The manure’s stench intensified as she dug it out of the bag with her spade. She cleared the holes and filled them half way up with the manure. She then planted each pole back in, making sure to stuff as much manure around the base as possible. Once the three poles were set back into their holes, she looked at what was left over of manure in the bag. She pushed the wheelbarrow to the side and ran back inside the house, going straight into the kitchen. She grabbed her pink rubber gloves she used to wash the dishes and was back at the entrance of the woods in minutes. She put them on and proceeded to spread the rest of the manure all over each pole. Her noble work finished, she pushed the wheelbarrow back into her garage then washed her hands and fixed herself a cup of tea. She sat herself down by her bedroom window and grabbed Ed’s binoculars, waiting for her granny felon to fall into her trap.
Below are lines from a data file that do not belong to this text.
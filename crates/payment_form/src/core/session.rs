//! Per-form session: field values, error map and submission progress.

use cards::{
    format::{format_card_number, format_cvv, format_expiry_date},
    CardBrand,
};
use form_env::logger::{self, Flow, Tag};
use masking::{Secret, StrongSecret};

use crate::{
    configs::settings::{PaymentFormConfig, UpiApp},
    consts,
    core::{
        errors::ErrorMap,
        submit::{PaymentSubmitter, SubmissionState, SubmitOutcome},
        validation::PaymentMethodValidator,
    },
    types::{CardFields, FieldName, NetBankingFields, PaymentData, PaymentMethod, UpiFields},
};

/// State of one payment form.
///
/// A session starts empty on the configured default method and changes only through the
/// `on_*_change` handlers, method selection and submission. Every handler clears the error of
/// the field it touches; nothing is re-validated before the next submission.
///
/// Values typed for a method stay around when another method is selected, but only the active
/// method is ever validated or submitted.
#[derive(Debug)]
pub struct PaymentSession {
    config: PaymentFormConfig,
    method: PaymentMethod,
    card: CardFields,
    upi: UpiFields,
    netbanking: NetBankingFields,
    errors: ErrorMap,
    loading: bool,
    submission: SubmissionState,
}

impl Default for PaymentSession {
    fn default() -> Self {
        Self::new(&PaymentFormConfig::default())
    }
}

impl PaymentSession {
    pub fn new(config: &PaymentFormConfig) -> Self {
        Self {
            config: config.clone(),
            method: config.default_method,
            card: CardFields::default(),
            upi: UpiFields::default(),
            netbanking: NetBankingFields::default(),
            errors: ErrorMap::new(),
            loading: false,
            submission: SubmissionState::Idle,
        }
    }

    pub fn method(&self) -> PaymentMethod {
        self.method
    }

    /// Switches the active method, dropping every error shown so far.
    pub fn select_method(&mut self, method: PaymentMethod) {
        logger::debug!(
            flow = %Flow::PaymentMethodSelect,
            tag = %Tag::General,
            from = %self.method,
            to = %method,
            "payment method selected"
        );
        self.method = method;
        self.errors.clear();
    }

    /// Selects the method shown on tab `index`. Unknown tabs are ignored.
    pub fn select_tab(&mut self, index: usize) {
        match PaymentMethod::from_tab_index(index) {
            Some(method) => self.select_method(method),
            None => logger::warn!(
                flow = %Flow::PaymentMethodSelect,
                index,
                "ignoring selection of unknown payment method tab"
            ),
        }
    }

    pub fn active_tab(&self) -> usize {
        self.method.tab_index()
    }

    fn field_changed(&mut self, field: FieldName) {
        if self.errors.remove(field).is_some() {
            logger::debug!(
                flow = %Flow::PaymentFieldUpdate,
                tag = %Tag::FieldChange,
                %field,
                "field error cleared"
            );
        }
    }

    /// Stores the card number grouped in fours, at most 19 characters.
    pub fn on_card_number_change(&mut self, raw: &str) {
        self.card.card_number = Secret::new(format_card_number(raw));
        self.field_changed(FieldName::CardNumber);
    }

    pub fn on_cardholder_name_change(&mut self, raw: &str) {
        self.card.cardholder_name = Secret::new(raw.to_string());
        self.field_changed(FieldName::CardholderName);
    }

    /// Stores the digits of the expiry date with a slash after the month.
    pub fn on_expiry_date_change(&mut self, raw: &str) {
        self.card.expiry_date = format_expiry_date(raw);
        self.field_changed(FieldName::ExpiryDate);
    }

    /// Stores the digits of the CVV, capped by the currently detected brand.
    ///
    /// A CVV stored earlier is not shortened when the brand later changes.
    pub fn on_cvv_change(&mut self, raw: &str) {
        self.card.cvv = StrongSecret::new(format_cvv(raw, self.card.detected_brand()));
        self.field_changed(FieldName::Cvv);
    }

    pub fn on_upi_id_change(&mut self, raw: &str) {
        self.upi.upi_id = Secret::new(raw.to_string());
        self.field_changed(FieldName::UpiId);
    }

    pub fn on_bank_change(&mut self, bank_name: &str) {
        self.netbanking.selected_bank = bank_name.to_string();
        self.field_changed(FieldName::SelectedBank);
    }

    pub fn card(&self) -> &CardFields {
        &self.card
    }

    pub fn card_brand(&self) -> Option<CardBrand> {
        self.card.detected_brand()
    }

    pub fn upi(&self) -> &UpiFields {
        &self.upi
    }

    pub fn netbanking(&self) -> &NetBankingFields {
        &self.netbanking
    }

    pub fn errors(&self) -> &ErrorMap {
        &self.errors
    }

    pub fn error_message(&self, field: FieldName) -> Option<&'static str> {
        self.errors.message(field)
    }

    /// Text under `field`: its error if it has one, otherwise its hint.
    pub fn helper_text(&self, field: FieldName) -> Option<&'static str> {
        self.errors.message(field).or(match field {
            FieldName::UpiId => Some(consts::UPI_ID_HELPER_TEXT),
            _ => None,
        })
    }

    /// Notice shown below the active method's fields.
    pub fn notice(&self) -> Option<&'static str> {
        match self.method {
            PaymentMethod::NetBanking => Some(consts::NETBANKING_REDIRECT_NOTICE),
            PaymentMethod::Card | PaymentMethod::Upi => None,
        }
    }

    pub fn banks(&self) -> &[String] {
        &self.config.banks
    }

    pub fn upi_apps(&self) -> &[UpiApp] {
        &self.config.upi_apps
    }

    /// Mirrors the caller's own in-flight flag. It only affects the submit action's label and
    /// whether it is enabled, submission itself does not look at it.
    pub fn set_loading(&mut self, loading: bool) {
        self.loading = loading;
    }

    pub fn is_loading(&self) -> bool {
        self.loading
    }

    pub fn is_submit_enabled(&self) -> bool {
        !self.loading
    }

    pub fn submit_label(&self) -> &'static str {
        self.method.submit_label(self.loading)
    }

    pub fn submission_state(&self) -> SubmissionState {
        self.submission
    }

    /// Validates the active method.
    ///
    /// On success the attempt is left in [`SubmissionState::Submitted`] until
    /// [`Self::complete_submission`] is called, and the record to hand over is returned. On
    /// failure the error map is replaced by the validation errors and the attempt goes back to
    /// [`SubmissionState::Idle`].
    pub fn begin_submission(&mut self) -> Result<PaymentData, ErrorMap> {
        if self.loading {
            logger::warn!(
                flow = %Flow::PaymentSubmit,
                "submitting while the caller reports a submission in flight"
            );
        }

        self.submission = SubmissionState::Validating;

        let validated = match self.method {
            PaymentMethod::Card => self.card.validate(),
            PaymentMethod::Upi => self.upi.validate(),
            PaymentMethod::NetBanking => {
                let bank_name = self.netbanking.selected_bank();
                if !bank_name.is_empty() && !self.config.is_known_bank(bank_name) {
                    logger::warn!(
                        flow = %Flow::PaymentSubmit,
                        tag = %Tag::Validation,
                        bank_name,
                        "bank is not in the configured bank list"
                    );
                }
                self.netbanking.validate()
            }
        };

        match validated {
            Ok(payment_data) => {
                self.errors.clear();
                self.submission = SubmissionState::Submitted;
                logger::info!(
                    flow = %Flow::PaymentSubmit,
                    tag = %Tag::Submission,
                    method = %self.method,
                    ?payment_data,
                    "payment data ready for submission"
                );
                Ok(payment_data)
            }
            Err(errors) => {
                let failed_fields = errors.fields().collect::<Vec<_>>();
                logger::info!(
                    flow = %Flow::PaymentSubmit,
                    tag = %Tag::Validation,
                    method = %self.method,
                    ?failed_fields,
                    "payment form validation failed"
                );
                self.errors = errors.clone();
                self.submission = SubmissionState::Idle;
                Err(errors)
            }
        }
    }

    /// Ends an accepted submission: every field is emptied and the default method selected.
    ///
    /// Does nothing unless a submission is pending, so values typed after a rejected attempt
    /// are kept.
    pub fn complete_submission(&mut self) {
        if !self.submission.is_pending() {
            logger::warn!(
                flow = %Flow::PaymentFormReset,
                state = %self.submission,
                "no pending submission to complete, keeping the form as is"
            );
            return;
        }

        logger::debug!(
            flow = %Flow::PaymentFormReset,
            tag = %Tag::General,
            "resetting payment form"
        );
        self.method = self.config.default_method;
        self.card = CardFields::default();
        self.upi = UpiFields::default();
        self.netbanking = NetBankingFields::default();
        self.errors.clear();
        self.submission = SubmissionState::Idle;
    }

    /// Validates the active method and, when it is valid, hands its record to `submitter` exactly
    /// once and resets the form.
    ///
    /// The session is borrowed for the whole call, a caller that needs to observe the pending
    /// state uses [`Self::begin_submission`] and [`Self::complete_submission`] directly.
    /// Concurrent submissions are the caller's concern.
    pub async fn submit<S>(&mut self, submitter: &S) -> SubmitOutcome<S::Output>
    where
        S: PaymentSubmitter + ?Sized,
    {
        match self.begin_submission() {
            Ok(payment_data) => {
                let output = submitter.submit(payment_data).await;
                self.complete_submission();
                SubmitOutcome::Submitted(output)
            }
            Err(errors) => SubmitOutcome::Rejected(errors),
        }
    }
}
When the night came, Irene went out to check if her earlier work was still the way she had left it. She put on an extra cardigan and her favourite pink duffel coat then went into the woods, holding her Maglite in her determined hand.
The poles stood like three insults in the moonlight. She tried to kick the first one but her vision had become weaker with age and it was hard for her to aim in the obscurity. Filled with anger, she rolled up her duffel coat’s pink sleeves. She then knelt down and stretched out her hands towards the first pole.